Exercise instructions ::
The lines to reproduce run from the one containing "back to defaults" through the end of the records below. Reproduce them exactly and add nothing.
[Extracted entries — start]
//! Error types for flow graph construction and lifecycle.

use thiserror::Error;

use crate::block::BlockId;
use crate::controller::FlowState;
use crate::path::NodeId;

/// Errors reported by signal paths, the controller and the engine.
#[derive(Error, Debug)]
pub enum GraphError {
    /// The engine rejected a connection (port range, occupied input, unknown block...)
    #[error("connect {edge} failed: {reason}")]
    ConnectFailure { edge: String, reason: String },

    /// A signal path has no enabled node and no upstream fallback
    #[error("signal path '{0}' has no endpoint")]
    NoEndpoint(String),

    /// Signal paths reference each other in a loop (or nest too deeply)
    #[error("signal path '{0}' is part of a reference cycle")]
    PathCycle(String),

    /// A transform stage was connected without anything feeding it
    #[error("node '{0}' requires an input but none was resolved")]
    MissingInput(String),

    #[error("cannot {operation} while {state}")]
    InvalidStateTransition {
        operation: &'static str,
        state: FlowState,
    },

    #[error("signal path '{path}' has no node {node:?}")]
    UnknownNode { path: String, node: NodeId },

    #[error("unknown block {0:?}")]
    UnknownBlock(BlockId),

    /// `build` called twice without an intervening `destroy`
    #[error("node '{0}' is already built")]
    AlreadyBuilt(String),

    /// A topology change arrived while the controller was mid-operation
    #[error("rebuild requested while the controller is busy")]
    ReentrantRebuild,

    #[error("scheduler thread panicked")]
    SchedulerPanicked,

    #[error("configuration error: {0}")]
    Config(String),

    #[error("IO error: {0}")]
    Io(#[from] std::io::Error),
}

impl GraphError {
    pub(crate) fn connect_failure(edge: impl Into<String>, reason: impl Into<String>) -> Self {
        GraphError::ConnectFailure {
            edge: edge.into(),
            reason: reason.into(),
        }
    }

    pub(crate) fn invalid_state(operation: &'static str, state: FlowState) -> Self {
        GraphError::InvalidStateTransition { operation, state }
    }
}

pub type Result<T> = std::result::Result<T, GraphError>;
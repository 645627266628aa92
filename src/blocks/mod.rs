//! Built-in native blocks.
//!
//! Blocks are organized into three categories, like the stages that
//! allocate them:
//!
//! ## Sources ([`source`])
//!
//! - [`SigSource`] - Constant, square or sine generator (`sig_source`)
//! - [`DeviceSourceBlock`] - Multi-channel simulated acquisition (`device_source`)
//!
//! ## Effects ([`effect`])
//!
//! - [`MultiplyConst`] - Multiply by a constant (`multiply_const_ff`)
//! - [`AddConst`] - Add a constant (`add_const_ff`)
//! - [`Passthrough`] - Pass-through (`copy`)
//!
//! ## Sinks ([`sink`])
//!
//! - [`VectorSink`] - Capture a bounded number of samples (`vector_sink`)
//!
//! # Message Types
//!
//! Blocks with runtime parameters take messages through their queue:
//! - [`SigSourceMessage`] - waveform, rates, amplitude, offset
//! - [`ConstMessage`] - constant of [`MultiplyConst`] / [`AddConst`]
//! - [`DeviceSourceMessage`] - per-channel pattern

pub mod source;
pub mod effect;
pub mod sink;

pub use source::{ChannelPattern, DeviceSourceBlock, DeviceSourceMessage, SigSource, SigSourceMessage, Waveform};
pub use effect::{AddConst, ConstMessage, MultiplyConst, Passthrough};
pub use sink::{SinkReader, VectorSink};
//! Queue of admitted payloads awaiting delivery.

use crate::{metrics::Metrics, Config, Consumer, Error, Pending};
use prometheus_client::registry::Registry;
use rand::{rngs::StdRng, Rng, SeedableRng};
use tracing::{debug, trace};

/// Delays, drops, and reorders payloads before handing them to a [Consumer].
///
/// The queue is kept in positional order, which is independent of delivery time: a
/// scrambled payload may sit in front of one that is due earlier. [Simulator::tick]
/// scans in positional order, so payloads due in the same tick are delivered in queue
/// order (not production order or delivery-time order).
pub struct Simulator<P, R: Rng = StdRng> {
    config: Config,
    rng: R,
    queue: Vec<Pending<P>>,
    metrics: Metrics,
}

impl<P> Simulator<P, StdRng> {
    /// Create a simulator with a deterministic generator derived from `seed`.
    pub fn seeded(config: Config, seed: u64) -> Result<Self, Error> {
        Self::new(config, StdRng::seed_from_u64(seed))
    }
}

impl<P, R: Rng> Simulator<P, R> {
    /// Create a simulator that draws all randomness from `rng`.
    ///
    /// Returns an error if `config` is out of range.
    pub fn new(config: Config, rng: R) -> Result<Self, Error> {
        config.validate()?;
        Ok(Self {
            config,
            rng,
            queue: Vec::new(),
            metrics: Metrics::default(),
        })
    }

    /// Current impairment settings.
    pub fn config(&self) -> &Config {
        &self.config
    }

    /// Replace the impairment settings.
    ///
    /// Only affects payloads produced afterwards (delivery times already assigned are kept).
    /// If `config` is rejected, the previous settings remain in force.
    pub fn reconfigure(&mut self, config: Config) -> Result<(), Error> {
        config.validate()?;
        debug!(?config, "reconfigured");
        self.config = config;
        Ok(())
    }

    /// Metrics describing simulator activity.
    pub fn metrics(&self) -> &Metrics {
        &self.metrics
    }

    /// Register the simulator's metrics with the provided registry.
    pub fn register(&self, registry: &mut Registry) {
        self.metrics.register(registry);
    }

    /// Number of payloads awaiting delivery.
    pub fn len(&self) -> usize {
        self.queue.len()
    }

    /// Returns true if no payload awaits delivery.
    pub fn is_empty(&self) -> bool {
        self.queue.is_empty()
    }

    /// Payloads awaiting delivery, in queue (not delivery-time) order.
    pub fn pending(&self) -> impl Iterator<Item = &Pending<P>> {
        self.queue.iter()
    }

    /// Earliest delivery time of any pending payload.
    pub fn next_delivery(&self) -> Option<f64> {
        self.queue
            .iter()
            .map(|pending| pending.deliver_at)
            .min_by(f64::total_cmp)
    }

    /// Submit a payload produced at `now`.
    ///
    /// The payload is either dropped silently or queued for delivery at
    /// `now + latency + [0, jitter)`.
    pub fn produce(&mut self, payload: P, now: f64) {
        self.metrics.produced.inc();

        // Drop with probability `loss` (samples are in [0, 1), so 0 never drops and 1
        // always drops)
        if self.rng.gen::<f64>() < self.config.loss {
            self.metrics.dropped.inc();
            trace!(now, reason = "random loss", "dropping payload");
            return;
        }

        // Select position (scrambling may still pick the end of the queue)
        let last = self.queue.len();
        let index = if self.rng.gen::<f64>() < self.config.scramble {
            self.metrics.scrambled.inc();
            self.rng.gen_range(0..=last)
        } else {
            last
        };

        // Assign delivery time
        let latency = self.config.latency + self.rng.gen::<f64>() * self.config.jitter;
        let deliver_at = now + latency;
        trace!(now, deliver_at, index, pending = last, "queueing payload");
        self.queue.insert(
            index,
            Pending {
                deliver_at,
                payload,
            },
        );
        self.metrics.pending.set(self.queue.len() as i64);
    }

    /// Deliver every payload due at `now`, in queue order.
    ///
    /// Payloads not yet due keep their relative order. Returns the number of payloads
    /// delivered.
    pub fn tick<C: Consumer<P>>(&mut self, now: f64, consumer: &mut C) -> usize {
        if self.queue.is_empty() {
            return 0;
        }

        // Remove due payloads one at a time so a panicking consumer leaves the rest queued
        let mut delivered = 0;
        let mut index = 0;
        while index < self.queue.len() {
            if now < self.queue[index].deliver_at {
                index += 1;
                continue;
            }
            let pending = self.queue.remove(index);
            trace!(now, deliver_at = pending.deliver_at, "delivering payload");
            self.metrics.delivered.inc();
            self.metrics.pending.set(self.queue.len() as i64);
            consumer.deliver(pending.payload);
            delivered += 1;
        }
        delivered
    }

    /// Discard all pending payloads without delivering them, returning how many were discarded.
    ///
    /// Discarded payloads count as dropped.
    pub fn clear(&mut self) -> usize {
        let cleared = self.queue.len();
        self.queue.clear();
        self.metrics.dropped.inc_by(cleared as u64);
        self.metrics.pending.set(0);
        cleared
    }
}
use crate::Error;
use serde::{Deserialize, Serialize};

/// Impairments applied by a [crate::Simulator] to every produced payload.
///
/// Durations are in seconds and rates are probabilities in `[0, 1]`.
#[derive(Clone, Copy, Debug, PartialEq, Deserialize, Serialize)]
#[serde(default)]
pub struct Config {
    /// Fixed one-way delay added to every admitted payload.
    pub latency: f64,

    /// Upper bound (exclusive) of the uniformly random delay added on top of `latency`.
    pub jitter: f64,

    /// Probability that a produced payload is dropped.
    pub loss: f64,

    /// Probability that an admitted payload is inserted at a random queue position
    /// instead of being appended.
    pub scramble: f64,
}

impl Default for Config {
    fn default() -> Self {
        Self {
            latency: 0.05,
            jitter: 0.05,
            loss: 0.1,
            scramble: 0.1,
        }
    }
}

impl Config {
    /// A link without any impairment: payloads are delivered on the next tick, in order.
    pub fn ideal() -> Self {
        Self {
            latency: 0.0,
            jitter: 0.0,
            loss: 0.0,
            scramble: 0.0,
        }
    }

    /// Set the fixed one-way delay (seconds).
    pub fn with_latency(mut self, latency: f64) -> Self {
        self.latency = latency;
        self
    }

    /// Set the upper bound of the random extra delay (seconds).
    pub fn with_jitter(mut self, jitter: f64) -> Self {
        self.jitter = jitter;
        self
    }

    /// Set the probability a payload is dropped.
    pub fn with_loss(mut self, loss: f64) -> Self {
        self.loss = loss;
        self
    }

    /// Set the probability a payload is inserted at a random queue position.
    pub fn with_scramble(mut self, scramble: f64) -> Self {
        self.scramble = scramble;
        self
    }

    /// Ensure all settings are within range.
    ///
    /// Out-of-range values are rejected rather than clamped (NaN is always rejected).
    pub fn validate(&self) -> Result<(), Error> {
        if !self.latency.is_finite() || self.latency < 0.0 {
            return Err(Error::InvalidLatency(self.latency));
        }
        if !unit(self.jitter) {
            return Err(Error::InvalidJitter(self.jitter));
        }
        if !unit(self.loss) {
            return Err(Error::InvalidLossRate(self.loss));
        }
        if !unit(self.scramble) {
            return Err(Error::InvalidScrambleRate(self.scramble));
        }
        Ok(())
    }
}

/// Returns true if `value` is within `[0, 1]`.
fn unit(value: f64) -> bool {
    (0.0..=1.0).contains(&value)
}

#[cfg(test)]
mod tests {
    use super::*;
    use test_case::test_case;

    #[test]
    fn test_default_is_valid() {
        assert!(Config::default().validate().is_ok());
        assert!(Config::ideal().validate().is_ok());
    }

    #[test_case(0.0, 0.0, 0.0, 0.0; "all zero")]
    #[test_case(10.0, 1.0, 1.0, 1.0; "upper bounds")]
    #[test_case(0.25, 0.5, 0.5, 0.5; "midpoints")]
    fn test_valid(latency: f64, jitter: f64, loss: f64, scramble: f64) {
        let config = Config {
            latency,
            jitter,
            loss,
            scramble,
        };
        assert_eq!(config.validate(), Ok(()));
    }

    #[test_case(Config::ideal().with_latency(-0.01), Error::InvalidLatency(-0.01); "negative latency")]
    #[test_case(Config::ideal().with_latency(f64::INFINITY), Error::InvalidLatency(f64::INFINITY); "infinite latency")]
    #[test_case(Config::ideal().with_jitter(-0.5), Error::InvalidJitter(-0.5); "negative jitter")]
    #[test_case(Config::ideal().with_jitter(1.5), Error::InvalidJitter(1.5); "large jitter")]
    #[test_case(Config::ideal().with_loss(-0.1), Error::InvalidLossRate(-0.1); "negative loss")]
    #[test_case(Config::ideal().with_loss(1.01), Error::InvalidLossRate(1.01); "large loss")]
    #[test_case(Config::ideal().with_scramble(-1.0), Error::InvalidScrambleRate(-1.0); "negative scramble")]
    #[test_case(Config::ideal().with_scramble(2.0), Error::InvalidScrambleRate(2.0); "large scramble")]
    fn test_invalid(config: Config, expected: Error) {
        assert_eq!(config.validate(), Err(expected));
    }

    #[test]
    fn test_nan_rejected() {
        let config = Config::ideal().with_latency(f64::NAN);
        assert!(matches!(config.validate(), Err(Error::InvalidLatency(_))));
        let config = Config::ideal().with_loss(f64::NAN);
        assert!(matches!(config.validate(), Err(Error::InvalidLossRate(_))));
    }

    #[test]
    fn test_deserialize_partial() {
        let config: Config = serde_yaml::from_str("latency: 0.2\nloss: 0.5\n").unwrap();
        assert_eq!(config.latency, 0.2);
        assert_eq!(config.loss, 0.5);

        // Missing fields fall back to defaults
        let defaults = Config::default();
        assert_eq!(config.jitter, defaults.jitter);
        assert_eq!(config.scramble, defaults.scramble);
    }
}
[Extracted entries — finish]
Problem solution ::
        // Missing fields fall back to defaults
        let defaults = Config::default();
        assert_eq!(config.jitter, defaults.jitter);
        assert_eq!(config.scramble, defaults.scramble);
    }
}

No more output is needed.